Stored items:
use std::cell::RefCell;
use std::rc::Rc;

use super::*;
use crate::error::SiteError;

// =============================================================
// Helpers
// =============================================================

#[derive(Clone, Default)]
struct RecordingTarget {
    applied: Rc<RefCell<Vec<ThemePreference>>>,
}

impl ThemeTarget for RecordingTarget {
    fn apply_theme(&self, theme: ThemePreference) {
        self.applied.borrow_mut().push(theme);
    }
}

#[derive(Clone, Default)]
struct SharedStore {
    inner: Rc<MemoryStore>,
}

impl PreferenceStore for SharedStore {
    fn read(&self, key: &str) -> Result<Option<String>> {
        self.inner.read(key)
    }

    fn write(&self, key: &str, value: &str) -> Result<()> {
        self.inner.write(key, value)
    }
}

struct BrokenStore;

impl PreferenceStore for BrokenStore {
    fn read(&self, _key: &str) -> Result<Option<String>> {
        Err(SiteError::StorageUnavailable("denied".into()))
    }

    fn write(&self, _key: &str, _value: &str) -> Result<()> {
        Err(SiteError::StorageUnavailable("denied".into()))
    }
}

fn load_with(store: SharedStore) -> (ThemeStore, RecordingTarget) {
    let target = RecordingTarget::default();
    let theme = ThemeStore::load("theme", Box::new(store), Box::new(target.clone()));
    (theme, target)
}

// =============================================================
// ThemePreference
// =============================================================

#[test]
fn preference_round_trips_through_storage_strings() {
    assert_eq!(ThemePreference::parse(ThemePreference::Dark.as_str()), Some(ThemePreference::Dark));
    assert_eq!(ThemePreference::parse(ThemePreference::Light.as_str()), Some(ThemePreference::Light));
}

#[test]
fn unknown_stored_value_is_not_a_preference() {
    assert_eq!(ThemePreference::parse("solarized"), None);
    assert_eq!(ThemePreference::parse("Dark"), None);
}

#[test]
fn default_preference_is_light() {
    assert_eq!(ThemePreference::default(), ThemePreference::Light);
}

// =============================================================
// ThemeStore
// =============================================================

#[test]
fn load_without_stored_value_applies_light() {
    let (theme, target) = load_with(SharedStore::default());
    assert_eq!(theme.get(), ThemePreference::Light);
    assert_eq!(*target.applied.borrow(), vec![ThemePreference::Light]);
}

#[test]
fn load_reads_stored_dark() {
    let store = SharedStore::default();
    store.write("theme", "dark").expect("memory write");
    let (theme, target) = load_with(store);
    assert_eq!(theme.get(), ThemePreference::Dark);
    assert_eq!(*target.applied.borrow(), vec![ThemePreference::Dark]);
}

#[test]
fn load_ignores_garbage_value() {
    let store = SharedStore::default();
    store.write("theme", "neon").expect("memory write");
    let (theme, _) = load_with(store);
    assert_eq!(theme.get(), ThemePreference::Light);
}

#[test]
fn set_applies_and_persists() {
    let store = SharedStore::default();
    let (theme, target) = load_with(store.clone());
    theme.set(ThemePreference::Dark);

    assert_eq!(theme.get(), ThemePreference::Dark);
    assert_eq!(target.applied.borrow().last(), Some(&ThemePreference::Dark));
    assert_eq!(store.read("theme").expect("memory read").as_deref(), Some("dark"));
}

#[test]
fn toggle_twice_is_identity() {
    let store = SharedStore::default();
    let (theme, _) = load_with(store.clone());
    let original = theme.get();

    assert_eq!(theme.toggle(), original.toggled());
    assert_eq!(theme.toggle(), original);
    assert_eq!(store.read("theme").expect("memory read").as_deref(), Some(original.as_str()));
}

#[test]
fn toggled_preference_survives_reload() {
    let store = SharedStore::default();
    let (theme, _) = load_with(store.clone());
    theme.toggle();

    let (reloaded, _) = load_with(store);
    assert_eq!(reloaded.get(), ThemePreference::Dark);
}

#[test]
fn unavailable_storage_falls_back_to_session_value() {
    let target = RecordingTarget::default();
    let theme = ThemeStore::load("theme", Box::new(BrokenStore), Box::new(target.clone()));
    assert_eq!(theme.get(), ThemePreference::Light);

    assert_eq!(theme.toggle(), ThemePreference::Dark);
    assert_eq!(theme.get(), ThemePreference::Dark);
    assert_eq!(target.applied.borrow().last(), Some(&ThemePreference::Dark));
}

◆ What you have to do ◆
Output only a verbatim copy of the lines spanning from the line that contains "assert_eq!(reloaded.get(), ThemePreference::Dark);" to the end of the records above.

◆ Task output ◆
    assert_eq!(reloaded.get(), ThemePreference::Dark);
}

#[test]
fn unavailable_storage_falls_back_to_session_value() {
    let target = RecordingTarget::default();
    let theme = ThemeStore::load("theme", Box::new(BrokenStore), Box::new(target.clone()));
    assert_eq!(theme.get(), ThemePreference::Light);

    assert_eq!(theme.toggle(), ThemePreference::Dark);
    assert_eq!(theme.get(), ThemePreference::Dark);
    assert_eq!(target.applied.borrow().last(), Some(&ThemePreference::Dark));
}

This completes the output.